FASHION’S INCREASING WASTE PROBLEM…
A family in the Western world reportedly throws away an average of 30 kilogramme of clothing each year while only 15 per cent is recycled or donated, and the rest goes directly to the landfill or is incinerated.

Considering synthetic fibres, such as polyester, are plastic fibres, and are non-biodegradable, they can take up to 200 years to decompose even if reports suggest synthetic fibres are used in around 72 per cent of our clothing today.

Meanwhile, reports suggest around 5.2 per cent of waste in landfills today are textiles and understandably so as the average life of a garment is said to be around 3 years only and considering that around 80 billion pieces of garments are produced every year (which is around 400 per cent more compared to a couple of decades ago) while before being discarded, a garment on an average is worn around 7 times even if only 20 per cent to 30 per cent of the clothes of most women’s wardrobes are being worn at all, is only going to increase the wastage and ultrafast fashion is speeding up the process.

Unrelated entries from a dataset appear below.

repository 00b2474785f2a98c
pub mod volume;
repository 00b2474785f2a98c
pub mod axis;
pub mod rotation;
pub mod space;
use math::axis::Axis;

/// Which part of the block a slab fills.
///
/// For a slab split along a horizontal axis, `Bottom` is the
/// half on the negative side of that axis (south or west)
/// and `Top` is the half on the positive side (north or east).
#[derive(Copy, Clone, Eq, PartialEq, Hash, Debug)]
pub enum SlabType {
    Bottom,
    Top,
    Double,
}

impl SlabType {
    /// Swap Top and Bottom. Double is unchanged.
    pub const fn flipped(self) -> Self {
        match self {
            Self::Bottom => Self::Top,
            Self::Top => Self::Bottom,
            Self::Double => Self::Double,
        }
    }
}

/// The horizontal axis a slab is split along, if it stands upright.
#[derive(Copy, Clone, Eq, PartialEq, Hash, Debug, Default)]
pub enum VerticalType {
    /// The slab is stacked, not split.
    #[default]
    None,
    /// Split into a north and a south half.
    NorthSouth,
    /// Split into an east and a west half.
    EastWest,
}

impl VerticalType {
    /// The positive direction of the split, if any.
    pub const fn axis(self) -> Option<Axis> {
        match self {
            Self::None => None,
            Self::NorthSouth => Some(Axis::PosZ),
            Self::EastWest => Some(Axis::PosX),
        }
    }

    /// The split whose halves are separated along `axis`.
    pub const fn along(axis: Axis) -> Self {
        match axis {
            Axis::PosX | Axis::NegX => Self::EastWest,
            Axis::PosZ | Axis::NegZ => Self::NorthSouth,
            Axis::PosY | Axis::NegY => Self::None,
        }
    }
}

/// Orientation of a slab block.
#[derive(Copy, Clone, Eq, PartialEq, Hash, Debug)]
pub struct SlabState {
    pub kind: SlabType,
    pub vertical: VerticalType,
}

impl SlabState {
    pub const BOTTOM: Self = Self::new(SlabType::Bottom, VerticalType::None);
    pub const TOP: Self = Self::new(SlabType::Top, VerticalType::None);
    pub const DOUBLE: Self = Self::new(SlabType::Double, VerticalType::None);

    /// Every distinct orientation.
    pub const ALL: [Self; 9] = [
        Self::BOTTOM,
        Self::TOP,
        Self::DOUBLE,
        Self::new(SlabType::Bottom, VerticalType::NorthSouth),
        Self::new(SlabType::Top, VerticalType::NorthSouth),
        Self::new(SlabType::Double, VerticalType::NorthSouth),
        Self::new(SlabType::Bottom, VerticalType::EastWest),
        Self::new(SlabType::Top, VerticalType::EastWest),
        Self::new(SlabType::Double, VerticalType::EastWest),
    ];

    pub const fn new(kind: SlabType, vertical: VerticalType) -> Self {
        Self { kind, vertical }
    }

    /// The single slab filling the half of the block on the `axis` side.
    /// `half(Axis::PosY)` is a top slab, `half(Axis::NegZ)` the south half.
    pub const fn half(axis: Axis) -> Self {
        let kind = if axis.is_positive() {
            SlabType::Top
        } else {
            SlabType::Bottom
        };
        Self::new(kind, VerticalType::along(axis))
    }

    pub const fn with_kind(self, kind: SlabType) -> Self {
        Self::new(kind, self.vertical)
    }

    pub const fn with_vertical(self, vertical: VerticalType) -> Self {
        Self::new(self.kind, vertical)
    }

    pub const fn is_double(self) -> bool {
        matches!(self.kind, SlabType::Double)
    }

    pub const fn is_split(self) -> bool {
        !matches!(self.vertical, VerticalType::None)
    }

    /// The axis separating this slab's halves.
    /// PosY for stacked slabs.
    pub const fn split_axis(self) -> Axis {
        match self.vertical.axis() {
            Some(axis) => axis,
            None => Axis::PosY,
        }
    }

    /// The side of the block a single slab occupies.
    /// None for double slabs.
    pub const fn occupied_side(self) -> Option<Axis> {
        let axis = self.split_axis();
        match self.kind {
            SlabType::Top => Some(axis),
            SlabType::Bottom => Some(axis.invert()),
            SlabType::Double => None,
        }
    }

    /// The single slab that would complete this one into a double.
    pub const fn complement(self) -> Option<Self> {
        match self.occupied_side() {
            Some(side) => Some(Self::half(side.invert())),
            None => None,
        }
    }

    /// How many slab items this state is worth.
    pub const fn drop_count(self) -> u32 {
        if self.is_double() { 2 } else { 1 }
    }
}

impl Default for SlabState {
    fn default() -> Self {
        Self::BOTTOM
    }
}
use bevy::prelude::*;

/// An axis-aligned direction.
/// NEGX/POSX are West/East
/// NEGZ/POSZ are South/North
/// NEGY/POSY are Down/Up
#[derive(Copy, Clone, Eq, PartialEq, Hash, Debug)]
pub enum Axis {
    PosX = 0,
    NegX = 1,
    PosY = 2,
    NegY = 3,
    PosZ = 4,
    NegZ = 5,
}

impl Axis {
    /// Convert from u8 to Axis without checking for a valid tag.
    pub const unsafe fn from_u8_unchecked(v: u8) -> Self {
        unsafe { std::mem::transmute::<u8, Self>(v) }
    }

    /// Get the inverse of this axis.
    ///  - POSX => NEGX
    ///  - POSY => NEGY
    ///  - POSZ => NEGZ
    pub const fn invert(self) -> Self {
        // result is known to be in-range so its' safe.
        unsafe { Self::from_u8_unchecked(self as u8 ^ 1) }
    }

    /// If the axis is negative, convert to positive.
    pub const fn abs(self) -> Self {
        // all negative axes are odd, just convert to even.
        unsafe { Self::from_u8_unchecked(self as u8 & !1) }
    }

    /// Whether this axis points along +x, +y or +z.
    pub const fn is_positive(self) -> bool {
        self as u8 & 1 == 0
    }

    /// Whether this axis is PosY or NegY.
    pub const fn is_vertical(self) -> bool {
        matches!(self, Self::PosY | Self::NegY)
    }

    /// Index of the vector component this axis runs along.
    /// x => 0, y => 1, z => 2
    pub const fn component(self) -> usize {
        (self as u8 >> 1) as usize
    }

    /// The two components spanning a face with this normal,
    /// in (horizontal, vertical) order for side faces and
    /// (x, z) order for top and bottom faces.
    pub const fn face_components(self) -> [usize; 2] {
        match self.abs() {
            Self::PosX => [2, 1],
            Self::PosY => [0, 2],
            _ => [0, 1],
        }
    }

    /// Get the axis as an &'static str.
    /// Format uses cardinal directions, "south", "east", "down", etc.
    pub const fn as_dir_str(&self) -> &'static str {
        match *self {
            Self::PosX => "east",
            Self::NegX => "west",
            Self::PosY => "up",
            Self::NegY => "down",
            Self::PosZ => "north",
            Self::NegZ => "south",
        }
    }

    /// Convert from a direction name or a signed axis name.
    pub fn from_str(s: impl AsRef<str>) -> Option<Self> {
        Some(match s.as_ref() {
            "+x" | "east" => Self::PosX,
            "-x" | "west" => Self::NegX,
            "+y" | "up" => Self::PosY,
            "-y" | "down" => Self::NegY,
            "+z" | "north" => Self::PosZ,
            "-z" | "south" => Self::NegZ,
            _ => return None,
        })
    }

    pub fn as_vec3(self) -> Vec3 {
        Self::AS_VEC3[self as usize]
    }

    pub fn as_ivec3(self) -> IVec3 {
        Self::AS_IVEC3[self as usize]
    }

    /// The face a ray travelling along `dir` enters through
    /// on the given component.
    pub fn entered_from(component: usize, dir: f32) -> Self {
        let positive = match component {
            0 => Self::PosX,
            1 => Self::PosY,
            _ => Self::PosZ,
        };
        // moving toward +x enters through the -x face.
        if dir > 0.0 { positive.invert() } else { positive }
    }

    pub const ALL: [Self; 6] = [
        Self::PosX,
        Self::NegX,
        Self::PosY,
        Self::NegY,
        Self::PosZ,
        Self::NegZ,
    ];

    pub const HORIZONTAL: [Self; 4] = [Self::PosX, Self::NegX, Self::PosZ, Self::NegZ];

    pub const AS_VEC3: [Vec3; 6] = [
        vec3(1.0, 0.0, 0.0),
        vec3(-1.0, 0.0, 0.0),
        vec3(0.0, 1.0, 0.0),
        vec3(0.0, -1.0, 0.0),
        vec3(0.0, 0.0, 1.0),
        vec3(0.0, 0.0, -1.0),
    ];

    pub const AS_IVEC3: [IVec3; 6] = [
        ivec3(1, 0, 0),
        ivec3(-1, 0, 0),
        ivec3(0, 1, 0),
        ivec3(0, -1, 0),
        ivec3(0, 0, 1),
        ivec3(0, 0, -1),
    ];
}

impl std::ops::Add<IVec3> for Axis {
    type Output = IVec3;

    fn add(self, rhs: IVec3) -> Self::Output {
        rhs + self.as_ivec3()
    }
}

“These brands (ultrafast) push people to constantly buy—and buy in huge quantities,” says a market expert while adding that since they rely on microtrends, it’s hugely wasteful because people will wear something just a couple of times before throwing those of

MICROFIBRES POLLUTION…
Every time a synthetic garment is washed, about 700,000 individual microfibres are released into water, which ultimately make their way into the oceans and subsequently into our food chains.

This was found in a study, which detected around 190,000 tonnes of textile microplastic fibres make their way into oceans each year and that is no small amount to say the least.

Meanwhile, another study has found wearing synthetic fibres release plastic microfibres into the air even as one person could release almost 300 million polyester microfibres per year to the environment by washing their clothes and more than 900 million into the air by simply wearing the garments.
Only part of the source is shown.